Proton Pump Inhibitors Reduce Pancreatic Adenocarcinoma Progression by Selectively Targeting H + , K + -ATPases in Pancreatic Cancer and Stellate Cells.

Pancreatic duct cells are equipped with acid/base transporters important for exocrine secretion. Pancreatic ductal adenocarcinoma (PDAC) cells may utilize such transporters to acidify extracellular tumor microenvironment, creating a niche favoring cell proliferation, fibrosis and resistance to chemotherapy-all contributing to the notoriously bad prognosis of this disease.
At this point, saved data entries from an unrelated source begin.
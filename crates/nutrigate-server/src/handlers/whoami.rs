//! `GET /api/whoami`: who the bearer token belongs to.

use axum::Json;
use nutrigate_core::{Identity, UserCategory, permission};
use serde::Serialize;

use crate::{Backend, auth::Authenticated};

/// Identity summary. The token itself is never echoed back.
#[derive(Debug, Serialize)]
pub struct WhoAmI {
  pub subject_id:        i64,
  pub display_name:      Option<String>,
  pub category:          UserCategory,
  pub category_label:    &'static str,
  pub linked_patient_id: Option<i64>,
  pub is_administrator:  bool,
  pub is_guest:          bool,
  pub allowed_resources: Vec<&'static str>,
}

impl From<Identity> for WhoAmI {
  fn from(identity: Identity) -> Self {
    let category = permission::category_of(&identity);
    Self {
      subject_id:        identity.subject_id,
      category_label:    category.label(),
      is_guest:          identity.is_guest(),
      display_name:      identity.display_name,
      category,
      linked_patient_id: identity.linked_patient_id,
      is_administrator:  identity.is_administrator,
      allowed_resources: permission::allowed_resources(category)
        .into_iter()
        .map(|r| r.name())
        .collect(),
    }
  }
}

pub async fn handler<S: Backend>(Authenticated(identity): Authenticated) -> Json<WhoAmI> {
  Json(identity.into())
}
Here, we report that gastric and non-gastric H ⁺ , K ⁺ -ATPases (coded by ATP4A and ATP12A ) are overexpressed in human and murine pancreatic cancer and that we can target them specifically with proton pump inhibitors (PPIs) and potassium-competitive acid blockers (P-CABs) in in vitro models of PDAC. Focusing on pantoprazole, we show that it significantly reduced human cancer cell proliferation by inhibiting cellular H ⁺ extrusion, increasing K ⁺ conductance and promoting cyclin D1-dependent cell cycle arrest and preventing STAT3 activation. Pantoprazole also decreased collagen secretion from pancreatic stellate cells. Importantly, in vivo studies show that pantoprazole treatment of tumor-bearing mice reduced tumor size, fibrosis and expression of angiogenic markers. This work provides the first evidence that H ⁺ , K ⁺ -ATPases contribute to PDAC progression and that these can be targeted by inhibitors of these pumps, thus proving a promising therapeutic strategy.